More interesting: add rate limiting per user using KV. Store a counter with a TTL:

const key = `ratelimit:${clientIp}`;
const current = parseInt(await env.CACHE.get(key) || '0');
if (current >= 50) return new Response('Rate limited', { status: 429 });
await env.CACHE.put(key, String(current + 1), { expirationTtl: 3600 });

This gives you 50 requests per hour per IP. Adjust as needed. No Redis, no infrastructure — just KV and a few lines of code. You can add API key validation the same way, checking a submitted key against a KV lookup table.

This pattern is especially useful for protecting expensive AI API calls — add a Worker in front of OpenAI, Anthropic, or any LLM provider, and you get auth + rate limiting + logging for free.

4. Static Sites with Edge Logic

Combine Pages + a Worker to add A/B testing, geo-redirects, or auth walls to any static site.

Cloudflare Pages (also free, also excellent) handles static site hosting. But sometimes you need a Worker alongside a static site to add dynamic behavior — A/B testing, geolocation-based redirects, authentication walls, or personalized content.

A Worker can intercept requests to your Pages site and modify the response before it reaches the user. Want to show a different hero image to visitors from Europe? Read request.cf.country. Want to A/B test a landing page? Read a cookie, set one if it doesn't exist, and route accordingly. Want to password-protect a staging site without setting up auth infrastructure? A Worker with Basic Auth takes about 20 lines.

The combination of Pages + Workers gives you a static site with programmable edge logic, globally distributed, entirely free up to reasonable traffic volumes.

When to Upgrade to Paid

$5/month unlocks Cron Triggers, Durable Objects, R2, and D1 — skip it until you exceed 100k req/day.

The Workers paid plan ($5/month) makes sense when:

  • You exceed 100k requests/day consistently (the paid plan is 10M requests/month, then $0.30/million)
  • You need Cron Triggers for scheduled jobs
  • You need Durable Objects for stateful coordination or WebSocket handling
  • You need R2 for object storage (S3-compatible, egress is free)
  • You need D1 for a real SQL database at the edge

At $5/month, the paid plan is one of the better deals in infrastructure. But the free tier genuinely covers a lot of ground — if you're building personal tools, small SaaS MVPs, or internal utilities, you can ship real things without touching your credit card.

The Global Edge Advantage

Workers runs in 300+ cities automatically — low latency everywhere on Earth, no configuration needed.

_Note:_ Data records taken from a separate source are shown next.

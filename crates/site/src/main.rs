//! Lakeside Farms site - public pages and the content admin panel.
//!
//! # Architecture
//!
//! - Axum web framework with Askama templates for the public pages
//! - JSON admin API under `/admin`, guarded by session cookies and CSRF
//! - `PostgreSQL` for content, uploads metadata and admin sessions
//! - Uploaded files on local disk, served from `/uploads`
//!
//! Migrations are not run on startup; use `lakeside-cli migrate`.

#![cfg_attr(not(test), forbid(unsafe_code))]

use lakeside_site::config::SiteConfig;
use lakeside_site::state::AppState;
use lakeside_site::{bootstrap, db, sweeper};
use sentry::integrations::tracing as sentry_tracing;
use tracing_subscriber::{layer::SubscriberExt, util::SubscriberInitExt};

/// Initialize Sentry error tracking and return guard that must be kept alive.
fn init_sentry(config: &SiteConfig) -> Option<sentry::ClientInitGuard> {
    let dsn = config.sentry_dsn.as_ref()?;

    let guard = sentry::init((
        dsn.as_str(),
        sentry::ClientOptions {
            release: sentry::release_name!(),
            environment: config
                .sentry_environment
                .clone()
                .map(std::borrow::Cow::Owned),
            sample_rate: config.sentry_sample_rate,
            traces_sample_rate: config.sentry_traces_sample_rate,
            attach_stacktrace: true,
            ..Default::default()
        },
    ));

    tracing::info!("Sentry initialized");
    Some(guard)
}

/// Filter tracing events to Sentry event types.
fn sentry_event_filter(metadata: &tracing::Metadata<'_>) -> sentry_tracing::EventFilter {
    match *metadata.level() {
        tracing::Level::ERROR | tracing::Level::WARN => sentry_tracing::EventFilter::Event,
        tracing::Level::INFO | tracing::Level::DEBUG => sentry_tracing::EventFilter::Breadcrumb,
        _ => sentry_tracing::EventFilter::Ignore,
    }
}

#[tokio::main]
async fn main() -> Result<(), Box<dyn std::error::Error>> {
    // Configuration first; Sentry needs the DSN before tracing starts
    let config = SiteConfig::from_env()?;
    let _sentry_guard = init_sentry(&config);

    let env_filter = tracing_subscriber::EnvFilter::try_from_default_env()
        .unwrap_or_else(|_| "lakeside_site=info,tower_http=debug".into());

    // JSON on Fly.io for structured log parsing, text locally
    let is_fly = std::env::var("FLY_APP_NAME").is_ok();
    let json_layer = is_fly.then(|| tracing_subscriber::fmt::layer().json().flatten_event(true));
    let text_layer = (!is_fly).then(tracing_subscriber::fmt::layer);

    tracing_subscriber::registry()
        .with(env_filter)
        .with(json_layer)
        .with(text_layer)
        .with(sentry_tracing::layer().event_filter(sentry_event_filter))
        .init();

    let pool = db::create_pool(&config.database_url).await?;
    tracing::info!("Database pool created");

    let state = AppState::new(config.clone(), pool);
    tokio::fs::create_dir_all(state.uploads().uploads_dir()).await?;

    if let Err(e) = bootstrap::run(&state).await {
        tracing::error!(error = %e, "Startup bootstrap failed");
        return Err(e.into());
    }

    let _sweeper = sweeper::spawn(state.clone());

    let app = lakeside_site::app(state)
        // Sentry layers (outermost for full request coverage)
        .layer(sentry_tower::NewSentryLayer::new_from_top())
        .layer(sentry_tower::SentryHttpLayer::new().enable_transaction());

    let addr = config.socket_addr();
    let listener = tokio::net::TcpListener::bind(addr).await?;
    tracing::info!(environment = config.environment.as_str(), "site listening on http://{}", addr);

    axum::serve(listener, app)
        .with_graceful_shutdown(shutdown_signal())
        .await?;
    Ok(())
}

/// Wait for shutdown signal (Ctrl+C or SIGTERM).
async fn shutdown_signal() {
    let ctrl_c = async {
        if let Err(e) = tokio::signal::ctrl_c().await {
            tracing::error!(error = %e, "Failed to listen for Ctrl+C");
            std::future::pending::<()>().await;
        }
    };

    #[cfg(unix)]
    let terminate = async {
        match tokio::signal::unix::signal(tokio::signal::unix::SignalKind::terminate()) {
            Ok(mut signal) => {
                signal.recv().await;
            }
            Err(e) => {
                tracing::error!(error = %e, "Failed to install SIGTERM handler");
                std::future::pending::<()>().await;
            }
        }
    };

    #[cfg(not(unix))]
    let terminate = std::future::pending::<()>();

    tokio::select! {
        () = ctrl_c => {},
        () = terminate => {},
    }

    tracing::info!("Shutdown signal received, starting graceful shutdown");
}
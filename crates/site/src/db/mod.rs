//! Database operations for the site `PostgreSQL`.
//!
//! ## Tables
//!
//! - `admin_user` / `admin_session` - Admin authentication
//! - `site_content` - Home/about text singleton (id = 1)
//! - `media_item` - Every uploaded image or video, keyed by collection and scope
//! - `offer_card`, `team_member`, `testimonial` - Simple ordered lists
//! - `service_category` / `service_product` - Services catalogue
//! - `news` - News articles (images live in `media_item`)
//! - `branch` - Branch locations for the contact page
//!
//! # Migrations
//!
//! Migrations are stored in `crates/site/migrations/` and run via:
//! ```bash
//! cargo run -p lakeside-cli -- migrate
//! ```

pub mod admin;
pub mod branches;
pub mod content;
pub mod media;
pub mod news;
pub mod offers;
pub mod services;
pub mod team;
pub mod testimonials;

use std::time::Duration;

use secrecy::ExposeSecret;
use sqlx::PgPool;
use sqlx::postgres::PgPoolOptions;
use thiserror::Error;

pub use admin::AdminRepository;
pub use branches::BranchRepository;
pub use content::ContentRepository;
pub use media::MediaRepository;
pub use news::NewsRepository;
pub use offers::OfferRepository;
pub use services::{CategoryRepository, ProductRepository};
pub use team::TeamRepository;
pub use testimonials::TestimonialRepository;

/// Errors that can occur during repository operations.
#[derive(Debug, Error)]
pub enum RepositoryError {
    /// Database error from sqlx.
    #[error("database error: {0}")]
    Database(#[from] sqlx::Error),

    /// Data in the database is corrupted or invalid.
    #[error("data corruption: {0}")]
    DataCorruption(String),

    /// Requested entity was not found.
    #[error("not found")]
    NotFound,

    /// Constraint violation (e.g., unique username).
    #[error("constraint violation: {0}")]
    Conflict(String),
}

/// Create a `PostgreSQL` connection pool with sensible defaults.
///
/// # Errors
///
/// Returns `sqlx::Error` if the connection cannot be established.
pub async fn create_pool(database_url: &secrecy::SecretString) -> Result<PgPool, sqlx::Error> {
    PgPoolOptions::new()
        .max_connections(10)
        .min_connections(2)
        .acquire_timeout(Duration::from_secs(10))
        .connect(database_url.expose_secret())
        .await
}

/// Convert a `COUNT(*)` result into a collection size.
pub(crate) fn count_to_usize(count: i64) -> Result<usize, RepositoryError> {
    usize::try_from(count)
        .map_err(|_| RepositoryError::DataCorruption(format!("negative row count: {count}")))
}
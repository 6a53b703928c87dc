//! In-memory ordered stores for tests.

use std::sync::Mutex;
use std::sync::atomic::{AtomicBool, AtomicI32, Ordering};

use chrono::{DateTime, Utc};
use lakeside_core::MediaItemId;

use super::{EditableStore, ExpiringStore, OrderedItem, OrderedStore, Positioned, PrimaryImageStore};
use crate::db::RepositoryError;
use crate::models::media::MediaItem;
use crate::services::news::CaptionStore;

/// A row type that can be built from a draft without a database.
pub trait MemoryRecord: OrderedItem {
    type Draft: Send + Sync;

    fn materialize(id: i32, scope: Self::Scope, sort_order: i32, draft: Self::Draft) -> Self;
    fn set_sort_order(&mut self, sort_order: i32);

    /// Overwrite content fields from a draft.
    fn apply(&mut self, draft: Self::Draft);

    /// The row's single image URL, for types that have one.
    fn image_slot(&mut self) -> Option<&mut String> {
        None
    }
}

/// `Vec`-backed store with sequential ids starting at 1.
pub struct MemoryStore<T> {
    rows: Mutex<Vec<T>>,
    next_id: AtomicI32,
    fail_next_insert: AtomicBool,
}

impl<T> Default for MemoryStore<T> {
    fn default() -> Self {
        Self {
            rows: Mutex::new(Vec::new()),
            next_id: AtomicI32::new(1),
            fail_next_insert: AtomicBool::new(false),
        }
    }
}

impl<T: MemoryRecord> MemoryStore<T> {
    #[must_use]
    pub fn new() -> Self {
        Self::default()
    }

    /// Make the next `insert_batch` fail without storing anything.
    pub fn fail_next_insert(&self) {
        self.fail_next_insert.store(true, Ordering::SeqCst);
    }

    /// Snapshot of every row regardless of scope.
    #[must_use]
    pub fn all(&self) -> Vec<T> {
        self.lock().clone()
    }

    /// Apply `f` to the row with `id`, returning the updated row.
    pub fn modify(&self, id: T::Id, f: impl FnOnce(&mut T)) -> Option<T> {
        let mut rows = self.lock();
        let row = rows.iter_mut().find(|r| r.id() == id)?;
        f(row);
        Some(row.clone())
    }

    fn lock(&self) -> std::sync::MutexGuard<'_, Vec<T>> {
        // A panicking test thread must not wedge the others
        self.rows
            .lock()
            .unwrap_or_else(std::sync::PoisonError::into_inner)
    }
}

impl<T: MemoryRecord> OrderedStore for MemoryStore<T> {
    type Item = T;
    type Draft = <T as MemoryRecord>::Draft;

    async fn list(&self, scope: T::Scope) -> Result<Vec<T>, RepositoryError> {
        let mut rows: Vec<T> = self
            .lock()
            .iter()
            .filter(|r| r.scope() == scope)
            .cloned()
            .collect();
        rows.sort_by_key(|r| (r.sort_order(), r.id()));
        Ok(rows)
    }

    async fn count(&self, scope: T::Scope) -> Result<usize, RepositoryError> {
        Ok(self.lock().iter().filter(|r| r.scope() == scope).count())
    }

    async fn max_sort_order(&self, scope: T::Scope) -> Result<Option<i32>, RepositoryError> {
        Ok(self
            .lock()
            .iter()
            .filter(|r| r.scope() == scope)
            .map(OrderedItem::sort_order)
            .max())
    }

    async fn insert_batch(
        &self,
        scope: T::Scope,
        rows: Vec<Positioned<Self::Draft>>,
    ) -> Result<Vec<T>, RepositoryError> {
        if self.fail_next_insert.swap(false, Ordering::SeqCst) {
            return Err(RepositoryError::DataCorruption(
                "injected insert failure".to_owned(),
            ));
        }
        let saved: Vec<T> = rows
            .into_iter()
            .map(|row| {
                let id = self.next_id.fetch_add(1, Ordering::SeqCst);
                T::materialize(id, scope, row.sort_order, row.draft)
            })
            .collect();
        self.lock().extend(saved.iter().cloned());
        Ok(saved)
    }

    async fn find(&self, id: T::Id) -> Result<Option<T>, RepositoryError> {
        Ok(self.lock().iter().find(|r| r.id() == id).cloned())
    }

    async fn delete(&self, id: T::Id) -> Result<bool, RepositoryError> {
        let mut rows = self.lock();
        let before = rows.len();
        rows.retain(|r| r.id() != id);
        Ok(rows.len() != before)
    }

    async fn update_sort_order(
        &self,
        id: T::Id,
        sort_order: i32,
    ) -> Result<Option<T>, RepositoryError> {
        Ok(self.modify(id, |row| row.set_sort_order(sort_order)))
    }
}

impl ExpiringStore for MemoryStore<MediaItem> {
    async fn expired(&self, now: DateTime<Utc>) -> Result<Vec<MediaItemId>, RepositoryError> {
        Ok(self
            .lock()
            .iter()
            .filter(|r| r.expires_at.is_some_and(|at| at < now))
            .map(|r| r.id)
            .collect())
    }
}

impl CaptionStore for MemoryStore<MediaItem> {
    async fn update_caption(
        &self,
        id: MediaItemId,
        caption: &str,
    ) -> Result<Option<MediaItem>, RepositoryError> {
        Ok(self.modify(id, |row| caption.clone_into(&mut row.caption)))
    }
}

impl<T: MemoryRecord> EditableStore for MemoryStore<T> {
    async fn update(&self, id: T::Id, draft: Self::Draft) -> Result<Option<T>, RepositoryError> {
        Ok(self.modify(id, |row| row.apply(draft)))
    }
}

impl<T: MemoryRecord> PrimaryImageStore for MemoryStore<T> {
    async fn primary_image(&self, id: T::Id) -> Result<Option<String>, RepositoryError> {
        let mut rows = self.lock();
        Ok(rows
            .iter_mut()
            .find(|r| r.id() == id)
            .and_then(|r| r.image_slot().cloned()))
    }

    async fn set_primary_image(&self, id: T::Id, url: &str) -> Result<bool, RepositoryError> {
        let mut rows = self.lock();
        let Some(slot) = rows.iter_mut().find(|r| r.id() == id).and_then(MemoryRecord::image_slot)
        else {
            return Ok(false);
        };
        url.clone_into(slot);
        Ok(true)
    }
}
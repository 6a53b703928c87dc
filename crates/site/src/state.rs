//! Application state shared across handlers.

use std::sync::Arc;
use std::time::Instant;

use sqlx::PgPool;

use crate::config::SiteConfig;
use crate::db::AdminRepository;
use crate::services::auth::AuthService;
use crate::uploads::UploadStore;

/// Application state shared across all handlers.
///
/// This struct is cheaply cloneable via `Arc` and provides access to
/// shared resources like database connections and configuration.
#[derive(Clone)]
pub struct AppState {
    inner: Arc<AppStateInner>,
}

struct AppStateInner {
    config: SiteConfig,
    pool: PgPool,
    uploads: UploadStore,
    started_at: Instant,
}

impl AppState {
    /// Create a new application state.
    ///
    /// Uploads are stored under `config.uploads_root`.
    #[must_use]
    pub fn new(config: SiteConfig, pool: PgPool) -> Self {
        let uploads = UploadStore::new(config.uploads_root.clone());
        Self {
            inner: Arc::new(AppStateInner {
                config,
                pool,
                uploads,
                started_at: Instant::now(),
            }),
        }
    }

    /// Get a reference to the site configuration.
    #[must_use]
    pub fn config(&self) -> &SiteConfig {
        &self.inner.config
    }

    /// Get a reference to the database connection pool.
    #[must_use]
    pub fn pool(&self) -> &PgPool {
        &self.inner.pool
    }

    /// Get a reference to the upload store.
    #[must_use]
    pub fn uploads(&self) -> &UploadStore {
        &self.inner.uploads
    }

    /// Seconds since the state was created.
    #[must_use]
    pub fn uptime_secs(&self) -> f64 {
        self.inner.started_at.elapsed().as_secs_f64()
    }

    /// Auth service over the admin tables.
    #[must_use]
    pub fn auth(&self) -> AuthService<AdminRepository<'_>> {
        AuthService::new(AdminRepository::new(self.pool()))
    }
}
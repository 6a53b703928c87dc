//! Domain models for the site.
//!
//! Models are what services and templates work with; database row types are
//! private to the `db` module and converted into these.

pub mod admin;
pub mod branch;
pub mod content;
pub mod media;
pub mod news;
pub mod offer;
pub mod service;
pub mod team;
pub mod testimonial;
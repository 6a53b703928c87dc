//! Offer cards and their image carousels.

use axum::{
    Json,
    extract::{Multipart, Path, State},
};
use serde::Deserialize;
use serde_json::Value;
use tracing::instrument;

use lakeside_core::{MediaItemId, OfferCardId};

use super::{media_collection, success};
use crate::collections::{CollectionError, OrderedCollection, catalogue};
use crate::db::{MediaRepository, OfferRepository};
use crate::error::Result;
use crate::middleware::RequireAdminAuth;
use crate::models::media::{MediaDraft, MediaItem, MediaKind};
use crate::models::offer::{OfferCard, OfferDraft};
use crate::routes::forms::{FormOrJson, UploadForm};
use crate::services::pages::{OfferWithImages, offers_with_images};
use crate::services::required;
use crate::state::AppState;

fn cards(state: &AppState) -> OrderedCollection<'_, OfferRepository<'_>> {
    OrderedCollection::new(
        OfferRepository::new(state.pool()),
        &catalogue::OFFER_CARDS,
        state.uploads(),
    )
}

const fn image_scope(id: OfferCardId) -> Option<i32> {
    Some(id.as_i32())
}

/// Cards in order, each with its images.
///
/// GET /admin/offers
///
/// # Errors
///
/// Returns 500 if a query fails.
pub async fn list(
    _admin: RequireAdminAuth,
    State(state): State<AppState>,
) -> Result<Json<Vec<OfferWithImages>>> {
    let cards = cards(&state);
    let images = MediaRepository::new(state.pool(), MediaKind::Offer);
    let (cards, images) = tokio::try_join!(cards.list(()), async {
        Ok::<_, CollectionError>(images.list_all_scopes().await?)
    })?;
    Ok(Json(offers_with_images(cards, images)))
}

/// New card label. `title` is accepted as an alias.
#[derive(Debug, Deserialize)]
pub struct OfferUpdate {
    #[serde(default, alias = "title")]
    pub label: String,
}

/// Rename a card.
///
/// PUT /admin/offers/{id}
///
/// # Errors
///
/// Returns 400 for a blank label, 404 for an unknown card.
#[instrument(skip(_admin, state, body))]
pub async fn update(
    _admin: RequireAdminAuth,
    State(state): State<AppState>,
    Path(id): Path<OfferCardId>,
    FormOrJson(body): FormOrJson<OfferUpdate>,
) -> Result<Json<OfferCard>> {
    let title = required(&body.label, "Label")?;
    Ok(Json(cards(&state).update(id, OfferDraft { title }).await?))
}

/// GET /admin/offers/{id}/images
///
/// # Errors
///
/// Returns 500 if the query fails.
pub async fn list_images(
    _admin: RequireAdminAuth,
    State(state): State<AppState>,
    Path(id): Path<OfferCardId>,
) -> Result<Json<Vec<MediaItem>>> {
    let images = media_collection(&state, MediaKind::Offer)
        .list(image_scope(id))
        .await?;
    Ok(Json(images))
}

/// POST /admin/offers/{id}/images
///
/// # Errors
///
/// Returns 404 for an unknown card, 400 past 10 images per card.
#[instrument(skip(_admin, state, body))]
pub async fn add_images(
    _admin: RequireAdminAuth,
    State(state): State<AppState>,
    Path(id): Path<OfferCardId>,
    body: Multipart,
) -> Result<Json<Vec<MediaItem>>> {
    let files = UploadForm::read(body).await?.take_all("images");
    cards(&state).get(id).await?;
    let saved = media_collection(&state, MediaKind::Offer)
        .add_uploads(image_scope(id), files, MediaDraft::from_upload)
        .await?;
    Ok(Json(saved))
}

/// DELETE /admin/offers/images/{image_id}
///
/// # Errors
///
/// Returns 500 if the query fails.
pub async fn delete_image(
    _admin: RequireAdminAuth,
    State(state): State<AppState>,
    Path(image_id): Path<MediaItemId>,
) -> Result<Json<Value>> {
    media_collection(&state, MediaKind::Offer).delete(image_id).await?;
    Ok(success())
}
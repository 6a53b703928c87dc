//! Background removal of expired hero images.
//!
//! Listing and uploading hero images sweep too, so the interval only bounds
//! how long an expired file lingers on disk when nobody visits the admin.

use chrono::Utc;
use tokio::task::JoinHandle;
use tokio::time::MissedTickBehavior;
use tracing::{debug, error, info};

use crate::db::MediaRepository;
use crate::models::media::MediaKind;
use crate::services::gallery::HeroImages;
use crate::state::AppState;

/// Spawn the sweep loop. The first sweep runs immediately.
pub fn spawn(state: AppState) -> JoinHandle<()> {
    let period = state.config().hero_sweep_interval;
    info!(period_secs = period.as_secs(), "Spawning hero image sweeper");
    tokio::spawn(async move {
        let mut ticker = tokio::time::interval(period);
        ticker.set_missed_tick_behavior(MissedTickBehavior::Delay);
        loop {
            ticker.tick().await;
            sweep_once(&state).await;
        }
    })
}

async fn sweep_once(state: &AppState) {
    let hero = HeroImages::new(
        MediaRepository::new(state.pool(), MediaKind::Hero),
        state.uploads(),
    );
    match hero.sweep(Utc::now()).await {
        Ok(0) => debug!("No expired hero images"),
        Ok(removed) => info!(removed, "Removed expired hero images"),
        Err(e) => error!(error = %e, "Hero image sweep failed"),
    }
}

What doesn't show up in the free tier feature list but matters enormously: Workers runs in 300+ cities. When a user in Tokyo hits your Worker, it runs in Tokyo. When someone in São Paulo makes a request, it runs in São Paulo. You don't configure this. You don't pay extra for it. It just happens.

For a traditional server or even a typical serverless function, you pick a region and users far from that region get slower responses. With Workers, latency is consistently low everywhere on Earth. That's not a minor detail — it's a fundamental architectural advantage that normally costs significant money to replicate.

Getting Started

Install Wrangler, run wrangler dev locally, then wrangler deploy — you're live in minutes.

Install Wrangler, Cloudflare's CLI:

npm install -g wrangler
wrangler login
wrangler init my-worker
cd my-worker
wrangler dev  # local development with live reload
wrangler deploy  # ship it

The local dev experience with wrangler dev is solid — it emulates the Workers runtime locally, including KV bindings, so you can build and test without deploying on every change.

The free tier isn't a teaser. It's a serious platform for real projects. Start building.